Credit where it's due

My friend had an envelope put through his door recently, unmarked except for the small words ‘Speedy Cash’ on the front. When he opened it he found a number of flyers for the payday lender Speedy Cash advertising the many different ways you can borrow money from them at over 2000% APR. But alongside these flyers he found something altogether more sinister - a children’s colouring picture of the Speedy Cash mascot, Speedy Roo.

These kind of grim advertising tactics from payday lenders encapsulate the reason why we need a Church Credit Champions Network to help people access responsible credit from ethical organisations like credit unions.

Now of course many people will see the words ‘church’ and ‘credit’ and start to get worried. Bible verses about ‘rendering unto Ceaser what is Ceaser’s’ and Jesus turning over the tables in the temple have often been (mis)quoted to argue that the Church should steer clear of all things financial and instead focus on the core ‘spiritual’ work of saving souls.

Any serious engagement with Jesus and his teachings renders such an approach untenable. Jesus spoke more about money than any other topic, and chose to describe part of his ministry as ‘announcing the year of jubilee’ which in the Old Testament included the forgiveness of debts. In Scotland, where I grew up, churches pray ‘forgive us our debts, as we forgive our debtors’ in the Lord’s Prayer.

Even more fundamentally, Jesus taught his followers to love their neighbours as themselves, and such love surely cannot exclude material and financial well-being. The economic situation in the UK means that more and more people have to borrow small amounts for unforeseen situations – maybe a washing machine or a car breakdown, or an emergency trip back home. With the rise of payday lending from a £300 million industry in 2006 to a £3.7 billion industry today, we’ve seen the huge profits that can be made by exploiting people in these circumstances, and the trail of individual and family destruction left behind.

Many people end up at places like Speedy Cash because they think they have no other choice, but that’s not quite the whole picture. In most places in the UK now people will have access to a credit union – a local, mutual business that encourages savings and offers affordable short-term loans. The problem is that credit unions  simply don’t have the budgets to compete with the likes of Speedy Cash.

That’s where the church comes in. Local churches have everything you might need to develop the capacity and presence of responsible lenders like credit unions. They have people that want to save money ethically. They have people that need to borrow money and will pay it back. They have others with time and skills to volunteer, buildings in the heart of local communities and networks of relationships to local employers.

The purpose of the Church Credit Champions Network is to be a bridge between these many resources and the community finance sector.
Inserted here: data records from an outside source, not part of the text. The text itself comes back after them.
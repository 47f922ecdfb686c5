//! Well-known FIX 4.4 tag numbers used by this client.

/// Field delimiter on the wire. Rendered as '|' for humans.
pub const SOH: u8 = 0x01;

pub const AVG_PX: u32 = 6;
pub const BEGIN_STRING: u32 = 8;
pub const BODY_LENGTH: u32 = 9;
pub const CHECK_SUM: u32 = 10;
pub const CL_ORD_ID: u32 = 11;
pub const MSG_SEQ_NUM: u32 = 34;
pub const MSG_TYPE: u32 = 35;
pub const ORDER_ID: u32 = 37;
pub const ORDER_QTY: u32 = 38;
pub const ORD_STATUS: u32 = 39;
pub const ORD_TYPE: u32 = 40;
pub const PRICE: u32 = 44;
pub const SENDER_COMP_ID: u32 = 49;
pub const SENDING_TIME: u32 = 52;
pub const SIDE: u32 = 54;
pub const SYMBOL: u32 = 55;
pub const TARGET_COMP_ID: u32 = 56;
pub const TEXT: u32 = 58;
pub const TIME_IN_FORCE: u32 = 59;
pub const TRANSACT_TIME: u32 = 60;
pub const ENCRYPT_METHOD: u32 = 98;
pub const HEART_BT_INT: u32 = 108;
pub const RESET_SEQ_NUM_FLAG: u32 = 141;
pub const NO_RELATED_SYM: u32 = 146;
pub const MD_REQ_ID: u32 = 262;
pub const SUBSCRIPTION_REQUEST_TYPE: u32 = 263;
pub const MARKET_DEPTH: u32 = 264;
pub const MD_UPDATE_TYPE: u32 = 265;
pub const NO_MD_ENTRY_TYPES: u32 = 267;
pub const NO_MD_ENTRIES: u32 = 268;
pub const MD_ENTRY_TYPE: u32 = 269;
pub const MD_ENTRY_PX: u32 = 270;
pub const MD_ENTRY_SIZE: u32 = 271;
pub const USERNAME: u32 = 553;
pub const PASSWORD: u32 = 554;
use anyhow::Context;
use chrono::Utc;
use std::sync::Arc;
use std::time::Duration;
use tracing_subscriber::{EnvFilter, fmt};

use fixline::transport::{Connector, TlsConnector};
use fixline::{Config, Credentials, FixSession, Side, Symbol};

#[tokio::main]
async fn main() -> anyhow::Result<()> {
    // 1. Initialize logger
    let filter = EnvFilter::try_from_default_env()
        .unwrap_or_else(|_| EnvFilter::new("info,fixline=debug"));

    fmt()
        .with_env_filter(filter)
        .with_target(true)
        .with_thread_ids(false)
        .with_level(true)
        .init();

    tracing::info!("🦀 Fixline starting (FIX 4.4 session client)...");

    rustls::crypto::ring::default_provider()
        .install_default()
        .map_err(|_| anyhow::anyhow!("failed to install rustls crypto provider"))?;

    // 2. Load configuration and credentials
    dotenv::dotenv().ok();
    let config = Config::load_default()?;
    let credentials = Credentials::from_env()?;

    let connector: Arc<dyn Connector> = Arc::new(TlsConnector::new(
        config.connection.danger_accept_invalid_certs,
    ));

    // 3. Market data session
    let md_session = FixSession::new(
        config.market_data_session(credentials.clone()),
        connector.clone(),
    );
    md_session.start()?;
    md_session
        .wait_logged_on(config.logon_grace())
        .await
        .context("market data session logon failed")?;

    // 4. Subscribe and let the first snapshots arrive
    let symbols: Vec<Symbol> = config.demo.symbols.iter().map(Symbol::new).collect();
    md_session.send_market_data_request(&symbols).await?;
    tokio::time::sleep(Duration::from_secs(3)).await;

    let quantity = config.demo.order_quantity;
    for symbol in &symbols {
        match (
            md_session.bid_for_quantity(symbol, quantity),
            md_session.offer_for_quantity(symbol, quantity),
        ) {
            (Some(bid), Some(offer)) => {
                tracing::info!("{}: bid {} / offer {} for quantity {}", symbol, bid, offer, quantity);
            }
            _ => tracing::warn!("{}: no depth for quantity {}", symbol, quantity),
        }
    }

    // 5. Order entry session
    let order_session = FixSession::new(
        config.order_session(credentials.clone()),
        connector.clone(),
    );
    order_session.start()?;
    order_session
        .wait_logged_on(config.logon_grace())
        .await
        .context("order session logon failed")?;

    // 6. Place the demo orders on the first symbol
    let symbol = symbols.first().cloned().context("no symbols configured")?;
    let slippage = config.demo.limit_fok_slippage;
    let run_id = Utc::now().format("%Y%m%d%H%M%S").to_string();
    let pause = Duration::from_secs(1);

    order_session
        .place_market(format!("{run_id}-buy-market"), symbol.clone(), Side::Buy, quantity)
        .await?;
    tokio::time::sleep(pause).await;

    order_session
        .place_market(format!("{run_id}-sell-market"), symbol.clone(), Side::Sell, quantity)
        .await?;
    tokio::time::sleep(pause).await;

    match md_session.offer_for_quantity(&symbol, quantity) {
        Some(offer) => {
            order_session
                .place_limit_fok(
                    format!("{run_id}-buy-limit-fok"),
                    symbol.clone(),
                    Side::Buy,
                    quantity,
                    offer + slippage,
                )
                .await?;
            tokio::time::sleep(pause).await;
        }
        None => tracing::warn!("{}: no offer depth, skipping limit FOK buy", symbol),
    }

    match md_session.bid_for_quantity(&symbol, quantity) {
        Some(bid) => {
            order_session
                .place_limit_fok(
                    format!("{run_id}-sell-limit-fok"),
                    symbol.clone(),
                    Side::Sell,
                    quantity,
                    bid - slippage,
                )
                .await?;
            tokio::time::sleep(pause).await;
        }
        None => tracing::warn!("{}: no bid depth, skipping limit FOK sell", symbol),
    }

    // 7. Collect execution results and shut down
    tokio::time::sleep(Duration::from_secs(3)).await;
    tracing::info!("Final order states:");
    for (clordid, state) in order_session.orders().all() {
        tracing::info!("  {} => {:?}", clordid, state);
    }

    if let Err(e) = md_session.stop().await {
        tracing::warn!("Market data session closed with error: {}", e);
    }
    if let Err(e) = order_session.stop().await {
        tracing::warn!("Order session closed with error: {}", e);
    }

    Ok(())
}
It will build relationships with credit unions and social enterprises in order to understand their current capacity and their needs, and it will work with local churches to identify and train ‘Credit Champions’ to take positive action – everything from telling their friends about the credit union to setting up a community bank in their church building. We will start that process in London and then also next year in Liverpool before hopefully rolling out more widely across the UK.

Examples like Murston Community Bank in All Saints Church in Kent and St James’ Church in Hackney show what can be possible with just some willing volunteers and a passion for the local community. We hope and pray that many more will be inspired to follow in their footsteps and see a little taste of Jesus’ spirit of jubilee coming in their neighbourhoods.

David Barclay is the Faith and Public Life Officer at the Contextual Theology Centre and the Senior Network Coordinator of the Church Credit Champions Network. 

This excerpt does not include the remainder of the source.